L’armée israélienne a mobilisé Ezra Yachin, un vétéran de l’armée âgé de 95 ans, pour « motiver » les troupes. Yachin était membre de la milice sioniste Lehi qui a perpétré de nombreux massacres de civils palestiniens, notamment le massacre de Deir Yassin, le 9 avril 1948, au cours duquel plus de 100 civils palestiniens, dont de nombreuses femmes et de nombreux enfants, ont été massacrés.

« Soyez triomphants, achevez-les et ne laissez personne derrière vous. Effacez leur mémoire », a déclaré M. Yachin en s’adressant aux troupes israéliennes.

« Effacez-les, ainsi que leurs familles, leurs mères et leurs enfants », a-t-il poursuivi. « Ces animaux ne peuvent plus vivre.

« Chaque juif possédant une arme devrait sortir et les tuer », a-t-il ajouté. « Si vous avez un voisin arabe, n’attendez pas, allez chez lui et tuez-le.

Où sont nos interventionnistes humanitaires ? Ceux qui ont versé des larmes de crocodile sur les droits de l’homme des Ukrainiens, des Irakiens, des Syriens, des Libyens et des Afghans pour justifier les livraisons massives d’armes et la guerre ? Où est l’ancienne aile anti-guerre du parti démocrate et de la classe libérale ? Qu’est-il advenu des intellectuels publics qui dénonçaient le massacre d’innocents et la machine de guerre américaine ? Où sont les juristes qui défendent les règles du droit international ? Pourquoi les quelques voix solitaires qui s’élèvent contre le génocide des Palestiniens par Israël sont-elles attaquées, censurées et doxxées ?

« Le président précédent voulait nous interdire et probablement nous mettre dans des camps de concentration », a déclaré Rashida Tlaib, membre du Congrès du Michigan d’origine palestinienne, lors d’un rassemblement en faveur d’un cessez-le-feu le 20 octobre à Washington, devant le Capitole. « Celui-ci veut que nous mourions. C’est ce que l’on ressent. Honte à eux !

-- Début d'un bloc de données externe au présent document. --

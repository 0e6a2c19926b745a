//! CLI command implementations.

use crate::scheduler::{RunEnd, Scheduler};
use anyhow::{bail, Context, Result};
use orchestration::store::PAUSE_LABEL;
use orchestration::{
    find_run_epic, initialize_run, load_latest_checkpoint, resume_run, run_label,
    select_model_for_task, AgentSession, ContextBuilder, ContextInputs, ExperimentLog,
    GitWorkspace, HarnessConfig, InitOptions, IssueStatus, IssueStore, IssueType, JsonlStore,
    MemoryStore, ModelTier, NewIssue, ProjectSpec, RunState, SessionRequest, SessionRunner,
    TrackerCli,
};
use std::path::{Path, PathBuf};
use std::sync::Arc;
use tracing::info;

/// Exit code for a run-level failure.
const EXIT_FAILURE: i32 = 1;

pub struct StartOpts {
    pub spec_path: PathBuf,
    pub checkpoint_every: Option<u32>,
    pub max_hours: Option<f64>,
    pub config: Option<PathBuf>,
    pub reviewers: Option<Vec<String>>,
    pub no_review: bool,
    pub review_block_high: bool,
    pub swarm: bool,
    pub max_agents: Option<usize>,
    pub min_tasks: Option<usize>,
    pub dry_run: bool,
}

pub struct WorkOpts {
    pub issue_id: Option<String>,
    pub create: Option<String>,
    pub model: Option<String>,
    pub config: Option<PathBuf>,
    pub full_context: bool,
    pub dry_run: bool,
}

/// Load config from an explicit path, the well-known location, or defaults.
pub fn load_config(path: Option<&Path>, cwd: &Path) -> Result<HarnessConfig> {
    if let Some(path) = path {
        return HarnessConfig::from_path(path).context("loading config");
    }
    let well_known = cwd.join(".foreman/config.yaml");
    if well_known.exists() {
        return HarnessConfig::from_path(&well_known).context("loading .foreman/config.yaml");
    }
    Ok(HarnessConfig::default())
}

/// The tracker CLI when it answers `--version`, else the JSONL fallback.
pub fn open_store(cwd: &Path) -> Arc<dyn IssueStore> {
    let bin = std::env::var("FOREMAN_TRACKER_BIN").unwrap_or_else(|_| "bd".into());
    let available = std::process::Command::new(&bin)
        .arg("--version")
        .output()
        .map(|o| o.status.success())
        .unwrap_or(false);
    if available {
        info!(%bin, "using tracker CLI issue store");
        Arc::new(TrackerCli::new().with_cwd(cwd))
    } else {
        info!("tracker CLI unavailable, using JSONL fallback store");
        Arc::new(JsonlStore::at_root(cwd))
    }
}

/// Fold CLI flags into the loaded config.
fn apply_start_overrides(config: &mut HarnessConfig, opts: &StartOpts) {
    if let Some(n) = opts.checkpoint_every {
        config.checkpoint.after_sessions = n;
    }
    if opts.no_review {
        config.reviewers.enabled = false;
    }
    if opts.review_block_high {
        config.reviewers.policy.block_on_high = true;
    }
    if let Some(wanted) = &opts.reviewers {
        config
            .reviewers
            .panel
            .retain(|spec| wanted.iter().any(|w| spec.id.starts_with(w.as_str())));
    }
    if opts.swarm {
        config.swarm.enabled = true;
    }
    if let Some(n) = opts.max_agents {
        config.swarm.max_parallel_agents = n.max(1);
    }
    if let Some(n) = opts.min_tasks {
        config.swarm.min_tasks_for_swarm = n;
    }
}

/// Wire Ctrl-C to the scheduler's cancellation token.
fn wire_ctrl_c(scheduler: &Scheduler) {
    let token = scheduler.cancellation_token();
    tokio::spawn(async move {
        if tokio::signal::ctrl_c().await.is_ok() {
            info!("interrupt received; stopping at the next session boundary");
            token.cancel();
        }
    });
}

fn report_end(end: RunEnd) -> i32 {
    match end {
        RunEnd::Completed => {
            println!("run completed");
            0
        }
        RunEnd::Paused(reason) => {
            println!("run paused: {reason}");
            0
        }
        RunEnd::Failed(reason) => {
            eprintln!("run failed: {reason}");
            EXIT_FAILURE
        }
    }
}

pub async fn start(opts: StartOpts) -> Result<i32> {
    let cwd = std::env::current_dir()?;
    let mut config = load_config(opts.config.as_deref(), &cwd)?;
    apply_start_overrides(&mut config, &opts);
    let spec = ProjectSpec::from_path(&opts.spec_path)?;
    let git = Arc::new(GitWorkspace::new(&cwd));

    if opts.dry_run {
        // Everything lands in an in-memory store; no branch is created.
        let store: Arc<dyn IssueStore> = Arc::new(MemoryStore::new());
        let run = initialize_run(
            spec,
            &config,
            Arc::clone(&store),
            git,
            InitOptions {
                create_branch: false,
            },
        )
        .await?;
        println!(
            "dry run: would start '{}' on branch {} with {} issue(s)",
            run.state.spec_title,
            run.state.branch,
            run.issue_ids.len()
        );
        for issue in store.list_ready().map_err(|e| anyhow::anyhow!(e))? {
            if issue.issue_type == IssueType::Feature {
                println!("  ready: {} {} ({})", issue.id, issue.title, issue.priority);
            }
        }
        println!(
            "  mode: {}",
            if config.swarm.enabled {
                "swarm"
            } else {
                "sequential"
            }
        );
        return Ok(0);
    }

    let store = open_store(&cwd);
    let run = initialize_run(
        spec,
        &config,
        Arc::clone(&store),
        Arc::clone(&git),
        InitOptions::default(),
    )
    .await?;
    println!(
        "run {} started on branch {} ({} issues)",
        run.state.id,
        run.state.branch,
        run.issue_ids.len()
    );

    let agent = Arc::new(SessionRunner::new(config.agent.command.clone()));
    let mut scheduler = Scheduler::new(run.state, config, store, agent, git)
        .with_max_hours(opts.max_hours)
        .with_experiment_log(ExperimentLog::at_root(&cwd));
    wire_ctrl_c(&scheduler);
    let end = scheduler.run().await?;
    Ok(report_end(end))
}

pub async fn work(opts: WorkOpts) -> Result<i32> {
    let cwd = std::env::current_dir()?;
    let config = load_config(opts.config.as_deref(), &cwd)?;
    let real_store = open_store(&cwd);
    // Dry runs absorb every write into a seeded in-memory copy.
    let store: Arc<dyn IssueStore> = if opts.dry_run {
        Arc::new(MemoryStore::seeded_from(real_store.as_ref()).map_err(|e| anyhow::anyhow!(e))?)
    } else {
        real_store
    };

    let issue_id = match (&opts.issue_id, &opts.create) {
        (Some(id), None) => id.clone(),
        (None, Some(title)) => store
            .create(
                NewIssue::new(title)
                    .with_type(IssueType::Task)
                    .with_description(title),
            )
            .map_err(|e| anyhow::anyhow!(e))?,
        _ => bail!("provide an issue id or --create \"<title>\""),
    };
    let issue = store.get(&issue_id).map_err(|e| anyhow::anyhow!(e))?;

    let git = GitWorkspace::new(&cwd);
    let mut builder = ContextBuilder::new(&cwd);
    if opts.full_context {
        builder = builder.full_context();
    }
    let inputs = ContextInputs {
        recent_commits: git.recent_commit_subjects(10).unwrap_or_default(),
        last_checkpoint_summary: None,
        redirect_notes: Vec::new(),
    };
    let prompt = builder.build(&issue, &inputs);

    let tier = match &opts.model {
        Some(tier) => tier
            .parse::<ModelTier>()
            .map_err(|e| anyhow::anyhow!(e))?,
        None => select_model_for_task(&config.routing, &issue),
    };
    let model = config.routing.models.name_for(tier).to_string();

    if opts.dry_run {
        println!("dry run: would run {model} against {issue_id}");
        println!("--- prompt ---\n{prompt}");
        return Ok(0);
    }

    let runner = SessionRunner::new(config.agent.command.clone());
    let mut request = SessionRequest::new(&issue.id, prompt, &cwd, &model);
    request.timeout = config.session_timeout();
    let result = runner.run_session(request).await;

    println!("outcome: {}", result.outcome);
    if let Some(commit) = &result.git_commit {
        println!("commit: {commit}");
    }
    println!("{}", result.summary);

    if result.is_success() {
        store
            .update_status(&issue.id, IssueStatus::Closed)
            .map_err(|e| anyhow::anyhow!(e))?;
        store
            .annotate(&issue.id, &format!("Closed by foreman work: {}", result.summary))
            .map_err(|e| anyhow::anyhow!(e))?;
        Ok(0)
    } else {
        if let Some(error) = &result.error {
            eprintln!("error: {error}");
        }
        Ok(EXIT_FAILURE)
    }
}

pub fn pause(reason: Option<String>, run_id: Option<String>) -> Result<i32> {
    let cwd = std::env::current_dir()?;
    let store = open_store(&cwd);
    let epic = find_run_epic(store.as_ref(), run_id.as_deref())?;
    let reason = reason.unwrap_or_else(|| "pause requested by operator".to_string());
    let marker = store
        .create(
            NewIssue::new("Pause requested")
                .with_type(IssueType::Chore)
                .with_label(PAUSE_LABEL)
                .with_label(run_label(&epic))
                .with_description(&reason),
        )
        .map_err(|e| anyhow::anyhow!(e))?;
    println!("pause marker {marker} created for run {epic}; the scheduler will pause at the next boundary");
    Ok(0)
}

pub async fn resume(run_id: Option<String>, dry_run: bool) -> Result<i32> {
    let cwd = std::env::current_dir()?;
    let store = open_store(&cwd);
    let (state, report) = resume_run(store.as_ref(), run_id.as_deref())?;

    println!(
        "run {}: {} of {} features completed",
        state.id, state.features_completed, state.features_total
    );
    if let Some(checkpoint) = &report.checkpoint {
        println!(
            "last checkpoint #{} (confidence {:.2})",
            checkpoint.session_number, checkpoint.confidence
        );
    }
    for id in &report.closed_since_checkpoint {
        println!("  closed since checkpoint: {id}");
    }
    for id in &report.reopened_since_checkpoint {
        println!("  reopened since checkpoint: {id}");
    }
    if dry_run {
        return Ok(0);
    }

    // Clear any outstanding pause markers before running again.
    let tag = run_label(&state.id);
    for marker in store
        .list_all()
        .map_err(|e| anyhow::anyhow!(e))?
        .into_iter()
        .filter(|i| i.is_open() && i.has_label(PAUSE_LABEL) && i.has_label(&tag))
    {
        store
            .update_status(&marker.id, IssueStatus::Closed)
            .map_err(|e| anyhow::anyhow!(e))?;
    }

    // The branch must exist from initialization; check it out if needed.
    let git = Arc::new(GitWorkspace::new(&cwd));
    if git.branch_exists(&state.branch)
        && git.current_branch().ok().as_deref() != Some(state.branch.as_str())
    {
        git.checkout(&state.branch)?;
    }

    if state.status.is_terminal() {
        bail!("run {} is already {}", state.id, state.status);
    }

    let config = load_config(None, &cwd)?;
    let agent = Arc::new(SessionRunner::new(config.agent.command.clone()));
    let mut scheduler = Scheduler::new(state, config, store, agent, git)
        .with_experiment_log(ExperimentLog::at_root(&cwd));
    wire_ctrl_c(&scheduler);
    let end = scheduler.run().await?;
    Ok(report_end(end))
}

pub fn status(run_id: Option<String>) -> Result<i32> {
    let cwd = std::env::current_dir()?;
    let store = open_store(&cwd);
    let epic_id = find_run_epic(store.as_ref(), run_id.as_deref())?;
    let epic = store.get(&epic_id).map_err(|e| anyhow::anyhow!(e))?;

    match RunState::parse_mirror(&epic.description) {
        Some(state) => {
            println!("run {} — {}", state.id, state.status);
            println!("  spec: {}", state.spec_title);
            println!("  branch: {}", state.branch);
            println!(
                "  sessions: {} started, {} completed",
                state.current_session, state.sessions_completed
            );
            println!(
                "  features: {}/{} completed, {} failed",
                state.features_completed, state.features_total, state.features_failed
            );
            println!("  cost: ${:.2}", state.total_cost_usd);
            if let Some(reason) = &state.pause_reason {
                println!("  paused: {reason}");
            }
        }
        None => println!("run {epic_id} has no mirrored state yet"),
    }

    if let Some(checkpoint) =
        load_latest_checkpoint(store.as_ref(), &epic_id).map_err(|e| anyhow::anyhow!(e))?
    {
        println!(
            "latest checkpoint #{} at {} — confidence {:.2}",
            checkpoint.session_number, checkpoint.timestamp, checkpoint.confidence
        );
        println!("  {}", checkpoint.summary);
        if !checkpoint.redirect_notes.is_empty() {
            for note in &checkpoint.redirect_notes {
                println!("  redirect: {note}");
            }
        }
    } else {
        println!("no checkpoints yet");
    }
    Ok(0)
}

pub fn stop() -> Result<i32> {
    let cwd = std::env::current_dir()?;
    let store = open_store(&cwd);
    let epic_id = find_run_epic(store.as_ref(), None)?;
    store
        .annotate(&epic_id, "Stop requested by operator.")
        .map_err(|e| anyhow::anyhow!(e))?;
    store
        .update_status(&epic_id, IssueStatus::Closed)
        .map_err(|e| anyhow::anyhow!(e))?;
    println!("run {epic_id} stopped (epic closed); the scheduler will pause at the next boundary");
    Ok(0)
}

Israël ne mettra pas fin à sa campagne génocidaire à Gaza contre les Palestiniens tant que les États-Unis n’auront pas décrété un embargo sur les armes à destination d’Israël. Nos systèmes d’armes, nos munitions et nos avions d’attaque alimentent le massacre. Nous devons mettre fin à l’aide militaire de 3,8 milliards de dollars que les États-Unis accordent chaque année à Israël. Nous devons soutenir le mouvement de boycott, de désinvestissement et de sanctions (BDS) et exiger la suspension de tous les accords de libre-échange et autres accords entre les États-Unis et Israël. Ce n’est qu’une fois ces appuis éliminés que les dirigeants israéliens seront contraints, à l’instar du régime d’apartheid en Afrique du Sud, d’intégrer les Palestiniens dans un seul État, avec des droits égaux. Tant que ces accessoires subsisteront, les Palestiniens seront condamnés.